Speaking at a meeting with the special committee on constitutional revision, Moon also stressed that he stands to gain no political benefits from the proposed changes.
“If a four-year consecutive term system is adopted, it takes effect from the next president. I want that made clear, as there are misunderstandings that I gain political advantages,” Moon said, adding that such misunderstandings are being propagated by some.
|President Moon Jae-in attends a meeting with the special committee on revising the Constitution at the presidential office on Tuesday. Yonhap|
Saying that the three major elections -- presidential, general and local elections -- held during a president’s term drain the country’s resources, Moon went on to emphasize the need to hold a referendum on the issue concurrently with the June 13 local elections.
“If the Constitution is revised, central and local administrations are launched together, and a political system in which the general elections can serve as a mid-term assessment can be established.”
Earlier in the day, a high-level Cheong Wa Dae official revealed that the presidential office plans to submit its own revision bill sometime next week, should the rival parties fail to reach an agreement on related issues.
The official, however, said that the government would withdraw its proposal if the parliament is able to propose its own bill in time. The parliament requires up to 60 days to deliberate on the bill, putting the deadline at the end of March if it is to be put to a vote on June 13.
Moon’s comments came hours ahead of the special committee’s announcement regarding its draft revision.

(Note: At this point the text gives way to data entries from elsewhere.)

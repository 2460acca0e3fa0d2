mod description;
mod estimator;
mod finger;
pub mod handsigns;
mod pose;

use anyhow::Result;

use crate::types::{GestureMatch, HandLandmarks};

pub use description::{GestureDescription, MAX_SCORE};
pub use estimator::{GestureEstimate, GestureEstimator};
pub use finger::{Finger, FingerCurl, FingerDirection};
pub use pose::{FingerPose, FingerPoseEstimator, PoseEstimatorOptions};

/// Matching-score floor used for letter recognition.
pub const DEFAULT_SCORE_THRESHOLD: f32 = 6.5;

/// Ranks a hand's landmarks against known gestures.
///
/// Implementations return every candidate whose score is `>= min_score`.
pub trait GestureScorer: Send + Sync {
    fn estimate(&self, landmarks: &HandLandmarks, min_score: f32) -> Result<Vec<GestureMatch>>;
}

/// The letter scorer used by the application: all 26 handsigns.
pub fn alphabet_estimator() -> GestureEstimator {
    GestureEstimator::new(handsigns::alphabet().to_vec())
}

The draft submitted by the committee suggests changes to allow a president to serve two consecutive four-year terms. Under the proposed revision, a president can run for a second term, but is unable to rerun should the incumbent president lose in the election held at the end of the first term.
Under the current law, a president cannot run for re-election at the end of the five-year term in office.

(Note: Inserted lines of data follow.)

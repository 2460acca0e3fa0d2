use std::{cmp::Ordering, sync::Arc};

use anyhow::{Context, Result};

use crate::{
    gesture::GestureScorer,
    pipeline::{HandDetector, OverlayCanvas, ReadyState, VideoSource},
    types::GestureMatch,
};

/// What one tick of the detection step did.
#[derive(Clone, Debug, PartialEq)]
pub enum TickOutcome {
    /// The video had no usable frame; nothing was called.
    Skipped,
    Processed {
        hands: usize,
        letter: Option<String>,
    },
}

/// Highest-confidence match; ties resolve to the earliest entry.
pub fn select_best_match(matches: &[GestureMatch]) -> Option<&GestureMatch> {
    matches
        .iter()
        .filter(|m| !m.confidence.is_nan())
        .fold(None, |best: Option<&GestureMatch>, candidate| match best {
            Some(current)
                if current.confidence.partial_cmp(&candidate.confidence)
                    != Some(Ordering::Less) =>
            {
                Some(current)
            }
            _ => Some(candidate),
        })
}

/// Detector, scorer and threshold for one recognition loop.
pub struct DetectionStep {
    detector: Box<dyn HandDetector>,
    scorer: Arc<dyn GestureScorer>,
    min_score: f32,
}

impl DetectionStep {
    pub fn new(
        detector: Box<dyn HandDetector>,
        scorer: Arc<dyn GestureScorer>,
        min_score: f32,
    ) -> Self {
        Self {
            detector,
            scorer,
            min_score,
        }
    }

    pub fn into_detector(self) -> Box<dyn HandDetector> {
        self.detector
    }

    /// Runs detection on the current video frame and redraws `canvas`.
    ///
    /// The canvas is resized (and so cleared) to the frame before detection,
    /// and every detected hand is drawn even when no letter matched.
    pub fn run(&mut self, video: &dyn VideoSource, canvas: &mut OverlayCanvas) -> Result<TickOutcome> {
        if video.ready_state() != ReadyState::HaveEnoughData {
            log::debug!("video not ready, skipping tick");
            return Ok(TickOutcome::Skipped);
        }
        let Some(frame) = video.snapshot() else {
            log::debug!("video reported ready without a frame, skipping tick");
            return Ok(TickOutcome::Skipped);
        };

        video.set_display_size(frame.width, frame.height);
        canvas.resize(frame.width, frame.height);

        let hands = self
            .detector
            .estimate_hands(&frame)
            .context("hand detection failed")?;

        let letter = match hands.first() {
            Some(hand) => self
                .scorer
                .estimate(&hand.landmarks, self.min_score)
                .map(|matches| select_best_match(&matches).map(|best| best.name.clone())),
            None => Ok(None),
        };

        canvas.draw_hands(&hands);

        Ok(TickOutcome::Processed {
            hands: hands.len(),
            letter: letter.context("gesture scoring failed")?,
        })
    }
}

#[cfg(test)]
mod tests {
    use std::sync::{
        Mutex,
        atomic::{AtomicUsize, Ordering},
    };

    use anyhow::anyhow;

    use super::*;
    use crate::{
        pipeline::VideoElement,
        types::{Frame, Hand, HandLandmarks},
    };

    struct FixedDetector {
        hands: Vec<Hand>,
        calls: Arc<AtomicUsize>,
    }

    impl HandDetector for FixedDetector {
        fn estimate_hands(&mut self, _frame: &Frame) -> Result<Vec<Hand>> {
            self.calls.fetch_add(1, Ordering::SeqCst);
            Ok(self.hands.clone())
        }
    }

    struct FixedScorer {
        matches: Result<Vec<GestureMatch>, String>,
        calls: AtomicUsize,
        last_min_score: Mutex<Option<f32>>,
    }

    impl FixedScorer {
        fn new(matches: Vec<GestureMatch>) -> Self {
            Self {
                matches: Ok(matches),
                calls: AtomicUsize::new(0),
                last_min_score: Mutex::new(None),
            }
        }

        fn failing() -> Self {
            Self {
                matches: Err("scorer exploded".to_string()),
                calls: AtomicUsize::new(0),
                last_min_score: Mutex::new(None),
            }
        }
    }

    impl GestureScorer for FixedScorer {
        fn estimate(&self, _landmarks: &HandLandmarks, min_score: f32) -> Result<Vec<GestureMatch>> {
            self.calls.fetch_add(1, Ordering::SeqCst);
            *self.last_min_score.lock().unwrap() = Some(min_score);
            self.matches.clone().map_err(|msg| anyhow!(msg))
        }
    }

    fn abc_matches() -> Vec<GestureMatch> {
        vec![
            GestureMatch::new("A", 0.3),
            GestureMatch::new("B", 0.9),
            GestureMatch::new("C", 0.7),
        ]
    }

    fn hand_at(x: f32, y: f32) -> Hand {
        Hand::from_landmarks([[x, y, 0.0]; 21])
    }

    fn ready_video() -> VideoElement {
        let video = VideoElement::new();
        video.bind(32, 24);
        video.publish(Frame::blank(32, 24));
        video
    }

    fn step_with(
        hands: Vec<Hand>,
        scorer: Arc<FixedScorer>,
    ) -> (DetectionStep, Arc<AtomicUsize>) {
        let calls = Arc::new(AtomicUsize::new(0));
        let detector = FixedDetector {
            hands,
            calls: calls.clone(),
        };
        (DetectionStep::new(Box::new(detector), scorer, 6.5), calls)
    }

    #[test]
    fn best_match_takes_highest_confidence() {
        let matches = abc_matches();
        assert_eq!(select_best_match(&matches).map(|m| m.name.as_str()), Some("B"));
    }

    #[test]
    fn best_match_ties_keep_first_occurrence() {
        let matches = vec![
            GestureMatch::new("X", 8.0),
            GestureMatch::new("Y", 8.0),
            GestureMatch::new("Z", 7.0),
        ];
        assert_eq!(select_best_match(&matches).map(|m| m.name.as_str()), Some("X"));
    }

    #[test]
    fn best_match_ignores_nan_and_empty() {
        assert!(select_best_match(&[]).is_none());
        let matches = vec![GestureMatch::new("N", f32::NAN), GestureMatch::new("O", 7.0)];
        assert_eq!(select_best_match(&matches).map(|m| m.name.as_str()), Some("O"));
    }

    #[test]
    fn unready_video_calls_nothing() {
        let scorer = Arc::new(FixedScorer::new(abc_matches()));
        let (mut step, detector_calls) = step_with(vec![hand_at(5.0, 5.0)], scorer.clone());
        let video = VideoElement::new();
        video.bind(32, 24);
        let mut canvas = OverlayCanvas::new(8, 8);

        let outcome = step.run(&video, &mut canvas).unwrap();

        assert_eq!(outcome, TickOutcome::Skipped);
        assert_eq!(detector_calls.load(Ordering::SeqCst), 0);
        assert_eq!(scorer.calls.load(Ordering::SeqCst), 0);
        assert_eq!((canvas.width(), canvas.height()), (8, 8));
    }

    #[test]
    fn best_label_is_reported_at_fixed_threshold() {
        let scorer = Arc::new(FixedScorer::new(abc_matches()));
        let (mut step, _) = step_with(vec![hand_at(5.0, 5.0)], scorer.clone());
        let video = ready_video();
        let mut canvas = OverlayCanvas::default();

        let outcome = step.run(&video, &mut canvas).unwrap();

        assert_eq!(
            outcome,
            TickOutcome::Processed {
                hands: 1,
                letter: Some("B".to_string())
            }
        );
        assert_eq!(*scorer.last_min_score.lock().unwrap(), Some(6.5));
        assert_eq!(video.display_size(), Some((32, 24)));
        assert_eq!((canvas.width(), canvas.height()), (32, 24));
        assert!(!canvas.is_blank());
    }

    #[test]
    fn same_frame_twice_reports_letter_twice() {
        let scorer = Arc::new(FixedScorer::new(abc_matches()));
        let (mut step, _) = step_with(vec![hand_at(5.0, 5.0)], scorer);
        let video = ready_video();
        let mut canvas = OverlayCanvas::default();

        let mut text = String::new();
        for _ in 0..2 {
            if let TickOutcome::Processed {
                letter: Some(label),
                ..
            } = step.run(&video, &mut canvas).unwrap()
            {
                text.push_str(&label);
                text.push(' ');
            }
        }
        assert_eq!(text, "B B ");
    }

    #[test]
    fn zero_hands_clears_previous_overlay() {
        let scorer = Arc::new(FixedScorer::new(abc_matches()));
        let (mut step, _) = step_with(Vec::new(), scorer.clone());
        let video = ready_video();
        let mut canvas = OverlayCanvas::new(32, 24);
        canvas.draw_hands(&[hand_at(10.0, 10.0)]);
        assert!(!canvas.is_blank());

        let outcome = step.run(&video, &mut canvas).unwrap();

        assert_eq!(
            outcome,
            TickOutcome::Processed {
                hands: 0,
                letter: None
            }
        );
        assert!(canvas.is_blank());
        assert_eq!(scorer.calls.load(Ordering::SeqCst), 0);
    }

    #[test]
    fn no_match_still_draws_skeleton() {
        let scorer = Arc::new(FixedScorer::new(Vec::new()));
        let (mut step, _) = step_with(vec![hand_at(5.0, 5.0)], scorer);
        let video = ready_video();
        let mut canvas = OverlayCanvas::default();

        let outcome = step.run(&video, &mut canvas).unwrap();

        assert_eq!(
            outcome,
            TickOutcome::Processed {
                hands: 1,
                letter: None
            }
        );
        assert!(!canvas.is_blank());
    }

    #[test]
    fn scorer_failure_is_an_error_after_drawing() {
        let scorer = Arc::new(FixedScorer::failing());
        let (mut step, _) = step_with(vec![hand_at(5.0, 5.0)], scorer);
        let video = ready_video();
        let mut canvas = OverlayCanvas::default();

        assert!(step.run(&video, &mut canvas).is_err());
        assert!(!canvas.is_blank());
    }
}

The committee also suggests adding an article stating that the capital of the country is determined according to related regulations, instead of specifying the capital in the Constitution.
Although Seoul is not defined as the capital in the current Constitution, the Constitutional Court ruled in 2004 that Seoul is recognized as the capital according to the customary Constitution.
Despite the special committee having completed its draft, and Moon taking steps to press the parliament, the ruling Democratic Party and conservative opposition parties remain at loggerheads over the issue.
“There is little time for constitutional revision, so the National Assembly must propose a bill agreed to (by the parties). This is what the people demand of the National Assembly,” the ruling party’s Floor Leader Rep. Woo Won-shik said at a meeting with counterparts from the main opposition Liberty Korea Party and the minor conservative Bareun Future Party.
Rep. Kim Sung-tae of the Liberty Korea Party hit back, accusing Moon of attempting to sway the issue, adding that a revision bill must be drawn up by the parliament.